La nature humaine, dans son ensemble, n’étant ni entièrement bonne, ni entièrement mauvaise, ni tout-à-fait sainte, ni tout-à-fait profane, c’est pécher également contre la critique que de prétendre expliquer les mouvemens religieux de l’humanité par des passions et des intérêts individuels, ou par l’action exclusive d’une intime génialité religieuse. Il faudrait manquer absolument du sentiment historique pour supposer qu’une révolution aussi profonde que l’islamisme ait pu s’accomplir par quelque adroite combinaison, et Mahomet n’est pas plus explicable par l’imposture et la ruse que par l’illuminisme et l’enthousiasme.

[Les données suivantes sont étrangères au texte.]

//! Registry of active listeners.

use super::types::{EventListener, ListenerFilter, ListenerRegistration};
use crate::types::{EventCategory, ListenerId};
use parking_lot::RwLock;
use std::sync::Arc;
use tracing::debug;

/// Insertion-ordered listener registrations, at most one per [`ListenerId`].
pub struct ListenerRegistry {
    registrations: RwLock<Vec<Arc<ListenerRegistration>>>,
}

impl ListenerRegistry {
    pub fn new() -> Self {
        Self {
            registrations: RwLock::new(Vec::new()),
        }
    }

    /// Register a listener.
    ///
    /// If `id` is already registered the existing registration is returned
    /// and `listener` and `filter` are ignored.
    pub fn register(
        &self,
        id: impl Into<ListenerId>,
        listener: Arc<dyn EventListener>,
        filter: ListenerFilter,
    ) -> Arc<ListenerRegistration> {
        let id = id.into();
        let mut registrations = self.registrations.write();

        if let Some(existing) = registrations.iter().find(|r| *r.id() == id) {
            debug!(listener = %id, "Listener already registered");
            return Arc::clone(existing);
        }

        debug!(listener = %id, filter = ?filter, "Registering listener");
        let registration = Arc::new(ListenerRegistration::new(id, listener, filter));
        registrations.push(Arc::clone(&registration));
        registration
    }

    /// Register a listener with a custom matcher.
    pub fn register_with_predicate(
        &self,
        id: impl Into<ListenerId>,
        listener: Arc<dyn EventListener>,
        matcher: impl Fn(EventCategory) -> bool + Send + Sync + 'static,
    ) -> Arc<ListenerRegistration> {
        self.register(id, listener, ListenerFilter::predicate(matcher))
    }

    /// Register a listener receiving only `categories`.
    pub fn register_including(
        &self,
        id: impl Into<ListenerId>,
        listener: Arc<dyn EventListener>,
        categories: impl IntoIterator<Item = EventCategory>,
    ) -> Arc<ListenerRegistration> {
        self.register(id, listener, ListenerFilter::allow(categories))
    }

    /// Register a listener receiving everything except `categories`.
    pub fn register_excluding(
        &self,
        id: impl Into<ListenerId>,
        listener: Arc<dyn EventListener>,
        categories: impl IntoIterator<Item = EventCategory>,
    ) -> Arc<ListenerRegistration> {
        self.register(id, listener, ListenerFilter::deny(categories))
    }

    /// Remove a registration. Returns false if `id` was not registered.
    pub fn unregister(&self, id: &ListenerId) -> bool {
        let mut registrations = self.registrations.write();
        match registrations.iter().position(|r| r.id() == id) {
            Some(pos) => {
                registrations.remove(pos);
                debug!(listener = %id, "Unregistered listener");
                true
            }
            None => false,
        }
    }

    pub fn is_registered(&self, id: &ListenerId) -> bool {
        self.registrations.read().iter().any(|r| r.id() == id)
    }

    pub fn len(&self) -> usize {
        self.registrations.read().len()
    }

    pub fn is_empty(&self) -> bool {
        self.registrations.read().is_empty()
    }

    /// Remove every registration.
    pub fn clear(&self) {
        self.registrations.write().clear();
    }

    /// Current registrations in registration order.
    pub fn snapshot(&self) -> Vec<Arc<ListenerRegistration>> {
        self.registrations.read().clone()
    }
}

impl Default for ListenerRegistry {
    fn default() -> Self {
        Self::new()
    }
}

#[cfg(test)]
mod tests {
    use super::*;
    use crate::listeners::types::ListenerResult;
    use crate::types::NotificationEvent;

    fn noop() -> Arc<dyn EventListener> {
        Arc::new(|_: &NotificationEvent| -> ListenerResult { Ok(()) })
    }

    #[test]
    fn test_register_unregister() {
        let registry = ListenerRegistry::new();
        let id = ListenerId::new("a");

        registry.register(id.clone(), noop(), ListenerFilter::Always);
        assert!(registry.is_registered(&id));
        assert_eq!(registry.len(), 1);

        assert!(registry.unregister(&id));
        assert!(!registry.is_registered(&id));
        assert!(registry.is_empty());
    }

    #[test]
    fn test_first_registration_wins() {
        let registry = ListenerRegistry::new();

        let first = registry.register_including("a", noop(), [EventCategory::AssetMinted]);
        let second = registry.register_excluding("a", noop(), [EventCategory::AssetMinted]);

        assert!(Arc::ptr_eq(&first, &second));
        assert_eq!(registry.len(), 1);
        assert!(matches!(second.filter(), ListenerFilter::AllowList(_)));
    }

    #[test]
    fn test_generated_id_does_not_collide_with_named() {
        let registry = ListenerRegistry::new();
        for i in 1..=50 {
            registry.register(format!("#{}", i), noop(), ListenerFilter::Always);
        }

        let id = ListenerId::unique();
        let registration = registry.register(id.clone(), noop(), ListenerFilter::Always);

        assert_eq!(registry.len(), 51);
        assert_eq!(*registration.id(), id);
    }

    #[test]
    fn test_unregister_absent_is_noop() {
        let registry = ListenerRegistry::new();
        registry.register("a", noop(), ListenerFilter::Always);
        assert!(!registry.unregister(&ListenerId::new("b")));
        assert_eq!(registry.len(), 1);
    }

    #[test]
    fn test_snapshot_keeps_order() {
        let registry = ListenerRegistry::new();
        for name in ["c", "a", "b"] {
            registry.register(name, noop(), ListenerFilter::Always);
        }
        let ids: Vec<String> = registry
            .snapshot()
            .iter()
            .map(|r| r.id().to_string())
            .collect();
        assert_eq!(ids, vec!["c", "a", "b"]);
    }
}
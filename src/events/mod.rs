//! Catalog of platform event types.
//!
//! Every wire event key the platform emits maps to one [`EventTypeDefinition`],
//! which also names the channel families the event can arrive on. The catalog
//! is built once and never mutated, so lookups need no synchronization.
//!
//! # Example
//!
//! ```
//! use platform_notifications::events;
//! use platform_notifications::EventCategory;
//!
//! let def = events::lookup_by_key("Platform\\Events\\AssetMinted");
//! assert_eq!(def.category, EventCategory::AssetMinted);
//!
//! // Keys that match nothing resolve to the Unknown definition.
//! assert!(events::lookup_by_key("nope").category.is_unknown());
//! ```

mod registry;

pub use registry::{
    all, definition_for, filter_by_channel_families, lookup_by_key, lookup_by_name,
    EventTypeDefinition, ASSET_FAMILY, PLAYER_FAMILY, PROJECT_FAMILY, WALLET_FAMILY,
    WIRE_KEY_PREFIX,
};
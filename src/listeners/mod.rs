//! Listener registration and event dispatch.
//!
//! Listeners register under a [`ListenerId`](crate::ListenerId) with a filter
//! deciding which event categories they receive:
//! - `Always`: every known category
//! - `AllowList`: only the listed categories
//! - `DenyList`: everything except the listed categories
//! - `Predicate`: a caller-supplied matcher
//!
//! Registering an id that is already registered returns the existing
//! registration untouched.
//!
//! # Example
//!
//! ```
//! use platform_notifications::listeners::{channel_listener, Dispatcher, ListenerRegistry};
//! use platform_notifications::{EventCategory, HandlerSlots};
//! use std::sync::Arc;
//!
//! let registry = Arc::new(ListenerRegistry::new());
//! let (listener, receiver) = channel_listener(16);
//! registry.register_including("minted", listener, [EventCategory::AssetMinted]);
//!
//! let dispatcher = Dispatcher::new(Arc::clone(&registry), Arc::new(HandlerSlots::new()));
//! dispatcher.dispatch("Platform\\Events\\AssetMinted", "asset.mainnet.0xABC", "{}");
//!
//! let event = receiver.try_recv().unwrap();
//! assert_eq!(event.category(), EventCategory::AssetMinted);
//! ```

mod channel;
mod dispatch;
mod registry;
mod types;

pub use channel::{channel_listener, ChannelListener, NotificationReceiver};
pub use dispatch::Dispatcher;
pub use registry::ListenerRegistry;
pub use types::{EventListener, ListenerFilter, ListenerRegistration, ListenerResult};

Aux yeux du logicien, se plaçant au point de vue des abstractions et opposant l’une à l’autre comme des catégories absolument distinctes le beau et le laid, le vrai et le faux, il n’y a pas de moyen terme entre l’imposteur et le prophète. Aux yeux du critique, se plaçant dans le milieu fuyant et insaisissable de la vie, rien n’est pur de ce qui sort de l’homme ; tout porte, à côté du sceau de la beauté, sa scorie originelle. Qui peut dire la ligne qui sépare, dans ses propres sensations morales, l’aimable du haïssable, la niaiserie de la beauté, la vision angélique de la vision satanique, et même, dans une certaine mesure, la joie de la douleur ? Les religions étant les œuvres les plus complètes de la nature humaine, celles qui l’expriment avec le plus d’unité, participent plus que toute autre chose à la complexité de cette nature et excluent les jugemens simples et absolus. Vouloir appliquer avec fermeté à ces apparitions capricieuses les catégories de la scolastique, les juger avec l’aplomb du logicien traçant une ligne profonde entre la sagesse et la folie, c’est en fausser la nature. Tout s’alterne comme en un fantastique mirage dans ce grand sabbat de toutes les passions et de tous les instincts, dans ces nuits de Walpurgis de l’intelligence humaine. Le saint et l’infame, le charmant et l’horrible, l’apôtre et le jongleur, la vierge et le bourreau, le ciel et l’enfer s’y succèdent comme dans les visions d’un sommeil troublé, où toutes les images cachées dans les replis de la fantaisie humaine apparaissent tour à tour.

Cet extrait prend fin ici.